Take comfort, guys, if you can’t always figure out what your special someone wants on Valentine’s Day — or any other day, for that matter.
You are not alone.
Renowned theoretical physicist Stephen Hawking is one of the smartest guys in the world. He contemplates stuff like cosmic string theory, gravitational singularity and the density matrix of the universe. Yet when he was asked in a recent interview what he thinks about most often, he replied, “Women. They are a complete mystery.”
Tell me about it, Steve. A lot of men don’t have the guts to admit that, but we’re thinking it. Women, likewise, struggle to find their way through the bewildering (to them) maze of the male psyche.
A former missionary speaking to a group of men about improving their relationships with their spouses compared the mental and emotional differences between the sexes to the chasms missionaries must cross to reach other cultures. If anything, that underestimates the challenges men and women face in understanding each other. I’ve been married for nearly 28 years to a wonderful Korean woman. Sometimes people ask us if coming from different cultures makes communication more difficult. Occasionally, yes. But my wife and I agree on one thing: Compared to the light years separating planets Male and Female, the culture gap is a hop, skip and a jump.
Let’s be thankful, then, that love does not always require understanding. Love requires love. And time.
“I will love you if I understand you” is conditional, like every other “if” qualifier. God’s love sets no conditions. Love first; understanding will come. Sometimes it takes a lifetime. That’s why marriage is hard. So is real friendship — with anyone, regardless of gender. We are worlds unto ourselves until we choose to cross the chasm toward another.
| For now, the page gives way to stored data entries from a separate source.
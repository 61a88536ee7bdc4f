//! Vantage scans: every live actor in range, classified.

use glam::Vec3;
use tracing::trace;

use missileworks_core::enums::TargetType;
use missileworks_core::types::ActorRef;
use missileworks_core::world::ActorServices;

use crate::classifier::TargetClassifier;

/// One classified actor.
#[derive(Debug, Clone, Copy, PartialEq)]
pub struct TargetRecord {
    pub actor: ActorRef,
    pub target_type: TargetType,
    pub position: Vec3,
}

/// Result of a scan. `markers` holds every observed actor; `hostiles` only
/// the ones classified Hostile, in scan order.
#[derive(Debug, Clone, Default, PartialEq)]
pub struct TargetScan {
    pub markers: Vec<TargetRecord>,
    pub hostiles: Vec<TargetRecord>,
}

/// Scan `radius` around `vantage` from scratch.
///
/// Actors whose position cannot be read this tick are skipped.
pub fn scan<A: ActorServices + ?Sized>(
    actors: &A,
    classifier: &TargetClassifier,
    vantage: Vec3,
    radius: f32,
) -> TargetScan {
    let mut result = TargetScan::default();

    for actor in actors.scan_actors_near(vantage, radius) {
        let position = match actors.actor_position(actor) {
            Ok(p) => p,
            Err(err) => {
                trace!(?actor, %err, "skipping unreadable actor");
                continue;
            }
        };

        let record = TargetRecord {
            actor,
            target_type: classifier.classify(actors, actor),
            position,
        };
        if record.target_type == TargetType::Hostile {
            result.hostiles.push(record);
        }
        result.markers.push(record);
    }

    result
}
In a crucial sense, the same applies to our relationship with the Lord. Christ crossed a huge chasm indeed to love us. No questions asked. Our reasonable service of worship is to love Him back with our whole hearts. But we can never fully understand Him in this life. “For now we see in a mirror dimly, but then face to face; now I know in part, but then I shall know fully just as I have been fully known,” the Apostle Paul wrote (1 Corinthians 13:12, NASB).
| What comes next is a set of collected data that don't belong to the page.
#[derive(Debug, Clone, Serialize, Deserialize)]
pub struct DeployerConfigSpec {
    pub backend: BackendConfig,

    /// Management endpoint used for every mutating call
    pub endpoint: EndpointConfig,

    /// Separate endpoint for listing queries (optional)
    #[serde(skip_serializing_if = "Option::is_none")]
    pub telemetry: Option<EndpointConfig>,

    #[serde(default)]
    pub identity: IdentityScheme,

    #[serde(default)]
    pub timeouts: TimeoutConfig,

    /// Message template overrides keyed by message code
    #[serde(default, skip_serializing_if = "HashMap::is_empty")]
    pub messages: HashMap<String, String>,
}

#[derive(Debug, Clone, Serialize, Deserialize)]
pub struct BackendConfig {
    /// Backend family: "listing" or "notifying"
    #[serde(rename = "type")]
    pub backend_type: BackendKind,

    /// Object name of the backend's deployer, e.g. "jboss.system:service=MainDeployer"
    pub deployer: String,

    /// How listed names are matched against module identities
    #[serde(default, rename = "match")]
    pub match_policy: MatchPolicy,
}

#[derive(Debug, Clone, Serialize, Deserialize)]
pub struct EndpointConfig {
    pub url: String,

    #[serde(skip_serializing_if = "Option::is_none")]
    pub username: Option<String>,

    /// Password (supports "env:VAR_NAME" for environment variables)
    #[serde(skip_serializing_if = "Option::is_none")]
    pub password: Option<String>,

    #[serde(default = "default_connect_timeout", with = "humantime_serde")]
    pub connect_timeout: Duration,
}

impl EndpointConfig {
    /// Resolve secrets and produce a connectable endpoint
    pub fn resolve(&self) -> anyhow::Result<Endpoint> {
        Ok(Endpoint {
            url: self.url.clone(),
            username: self.username.clone(),
            password: resolve_secret(&self.password)?,
            connect_timeout: self.connect_timeout,
        })
    }
}

#[derive(Debug, Clone, Serialize, Deserialize)]
pub struct TimeoutConfig {
    /// Bound on waiting for a terminal progress event
    #[serde(default = "default_progress_timeout", with = "humantime_serde")]
    pub progress: Duration,

    /// Listing queries issued while confirming a transition
    #[serde(default = "default_poll_attempts")]
    pub poll_attempts: u32,

    /// Pause between listing queries
    #[serde(default = "default_poll_interval", with = "humantime_serde")]
    pub poll_interval: Duration,
}

impl Default for TimeoutConfig {
    fn default() -> Self {
        Self {
            progress: default_progress_timeout(),
            poll_attempts: default_poll_attempts(),
            poll_interval: default_poll_interval(),
        }
    }
}

fn default_connect_timeout() -> Duration {
    Duration::from_secs(10)
}

fn default_progress_timeout() -> Duration {
    DEFAULT_PROGRESS_TIMEOUT
}

fn default_poll_attempts() -> u32 {
    DEFAULT_POLL_ATTEMPTS
}

fn default_poll_interval() -> Duration {
    DEFAULT_POLL_INTERVAL
}

/// Resolve a secret from config (supports "env:VAR_NAME" syntax)
fn resolve_secret(value: &Option<String>) -> anyhow::Result<Option<String>> {
    match value {
        Some(v) => match v.strip_prefix("env:") {
            Some(var_name) => std::env::var(var_name)
                .map(Some)
                .map_err(|_| anyhow::anyhow!("Environment variable not set: {}", var_name)),
            None => Ok(Some(v.clone())),
        },
        None => Ok(None),
    }
}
Until we know God as He knows us, we must trust and obey. His thoughts are infinitely higher than ours, yet His heart is fully available to us if we love Him. The church is the bride of Christ, but Psalm 25 tells us that the “secret” — or intimacy — of the Lord is reserved for those who truly seek Him (verse 14).
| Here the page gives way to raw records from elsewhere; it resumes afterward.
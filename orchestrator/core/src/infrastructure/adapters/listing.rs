// Copyright (c) 2026 100monkeys.ai
// SPDX-License-Identifier: AGPL-3.0

use async_trait::async_trait;
use std::sync::Arc;

use crate::domain::backend::{BackendAdapter, BackendKind, ModuleLister};
use crate::domain::errors::DeployError;
use crate::domain::management::{ConnectionProvider, Endpoint, ManagementConnection, ObjectName};
use crate::domain::module::{ArtifactLocation, MatchPolicy, ModuleIdentity, ModuleSet, TargetSet};
use crate::domain::progress::ProgressHandle;
use crate::domain::session::Session;
use crate::infrastructure::adapters::{open_session, DeployerLister};
use crate::infrastructure::deployer::DeployerClient;

/// Adapter for backends whose deployer operations block until done.
///
/// Completion is synthesized once the call returns; whether the transition
/// actually took effect is established by polling the listings.
pub struct ListingAdapter {
    provider: Arc<dyn ConnectionProvider>,
    lister: DeployerLister,
    match_policy: MatchPolicy,
}

impl ListingAdapter {
    pub fn new(provider: Arc<dyn ConnectionProvider>, deployer: ObjectName) -> Self {
        Self { provider, lister: DeployerLister::new(deployer), match_policy: MatchPolicy::Exact }
    }

    pub fn with_match_policy(mut self, policy: MatchPolicy) -> Self {
        self.match_policy = policy;
        self
    }

    fn client(&self, connection: &Arc<dyn ManagementConnection>) -> DeployerClient {
        self.lister.client(connection)
    }
}

#[async_trait]
impl ModuleLister for ListingAdapter {
    async fn list_available(&self, session: &Session) -> Result<ModuleSet, DeployError> {
        self.lister.available(session).await
    }

    async fn list_running(&self, session: &Session) -> Result<ModuleSet, DeployError> {
        self.lister.running(session).await
    }

    async fn list_failed(&self, session: &Session) -> Result<ModuleSet, DeployError> {
        self.lister.failed(session).await
    }
}

#[async_trait]
impl BackendAdapter for ListingAdapter {
    fn kind(&self) -> BackendKind {
        BackendKind::Listing
    }

    fn match_policy(&self) -> MatchPolicy {
        self.match_policy
    }

    async fn connect(&self, endpoint: &Endpoint, telemetry: Option<&Endpoint>) -> Result<Session, DeployError> {
        open_session(self.provider.as_ref(), self.lister.deployer(), endpoint, telemetry).await
    }

    async fn distribute(
        &self,
        session: &Session,
        artifact: &ArtifactLocation,
        targets: &TargetSet,
    ) -> Result<ProgressHandle, DeployError> {
        self.client(session.management()).distribute(artifact, targets).await?;
        Ok(ProgressHandle::completed(Some(artifact.module.clone()), "distribute returned"))
    }

    async fn start(&self, session: &Session, module: &ModuleIdentity) -> Result<ProgressHandle, DeployError> {
        self.client(session.management()).start(module).await?;
        Ok(ProgressHandle::completed(Some(module.clone()), "start returned"))
    }

    async fn stop(&self, session: &Session, module: &ModuleIdentity) -> Result<ProgressHandle, DeployError> {
        self.client(session.management()).stop(module).await?;
        Ok(ProgressHandle::completed(Some(module.clone()), "stop returned"))
    }

    async fn undeploy(&self, session: &Session, module: &ModuleIdentity) -> Result<ProgressHandle, DeployError> {
        self.client(session.management()).undeploy(module).await?;
        Ok(ProgressHandle::completed(Some(module.clone()), "undeploy returned"))
    }
}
Seeking God takes time and quiet. We also can practice our love for Him by loving one another. But true intimacy is hard to find in the age of rush. And rushing has become a global disease.
“I’m a speed walker,” writes an IMB worker in Eastern Europe. “Hurry is my everyday tempo — hurry here, hurry there, hurry, hurry, hurry. But today, [God] stopped me dead in my tracks. With a small, withered old hand lifted, reaching, beseeching me. I almost dashed past it. Almost. In my mad scurry to my next destination, I was nearly past her before my heart caught up with my legs and made me stop.
“She was old, gray, disheveled, feeble. She stood there on the sidewalk, a doll-print sack hanging from one arm, lifting her hand to me and murmuring, ‘Young lady?’ so quietly that I almost didn’t hear her. I thought for a second that she was a beggar. [Then] I realized that the little hand she was raising was not cupped upward to receive money, but reaching for me, for help. As this fact and her voice reached my brain, I came back to her. She pointed at the icy sidewalk and the curb before her, mumbling out a request for help to cross the unmanageable terrain.
“‘Of course,’ I responded, reaching for her hand. Oh, that old, gnarled hand in mine … And to think I almost missed this. I almost missed the chance to love Him by helping a dear, aged soul cross an icy street. Just in front of me, other people had pushed right past that helpless woman, disregarding her as if she was no more than a dried husk of a thing. … I almost rushed past the King of Glory on the side of the road. Praise Him that His quiet voice reached my ears and my heart. I don’t want to miss Him.”
I call that a Valentine card from God. Have you received one without noticing it?